EXERCISE DESCRIPTION: From the line containing "pub fn env_var_or<T: FromStr>(key: &str, default: T)" down to the final entry below, restate each line word for word.

DATA RECORDS:
---------------

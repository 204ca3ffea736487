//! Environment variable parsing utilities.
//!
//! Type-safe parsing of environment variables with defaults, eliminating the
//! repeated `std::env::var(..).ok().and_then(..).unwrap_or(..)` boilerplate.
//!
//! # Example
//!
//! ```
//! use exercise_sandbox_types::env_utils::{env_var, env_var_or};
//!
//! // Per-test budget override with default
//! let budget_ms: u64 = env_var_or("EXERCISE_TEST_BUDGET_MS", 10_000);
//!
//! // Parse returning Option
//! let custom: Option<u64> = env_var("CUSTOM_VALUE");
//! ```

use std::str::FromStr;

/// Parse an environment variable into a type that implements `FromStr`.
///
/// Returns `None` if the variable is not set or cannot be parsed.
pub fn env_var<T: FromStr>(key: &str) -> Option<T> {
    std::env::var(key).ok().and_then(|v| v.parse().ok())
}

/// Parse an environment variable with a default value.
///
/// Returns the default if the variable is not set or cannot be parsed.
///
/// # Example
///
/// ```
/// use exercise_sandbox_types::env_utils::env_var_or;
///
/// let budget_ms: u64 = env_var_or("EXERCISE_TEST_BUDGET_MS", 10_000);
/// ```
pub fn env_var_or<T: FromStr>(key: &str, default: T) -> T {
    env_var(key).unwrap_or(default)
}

---------------

SOLUTION TO THIS TASK:
pub fn env_var_or<T: FromStr>(key: &str, default: T) -> T {
    env_var(key).unwrap_or(default)
}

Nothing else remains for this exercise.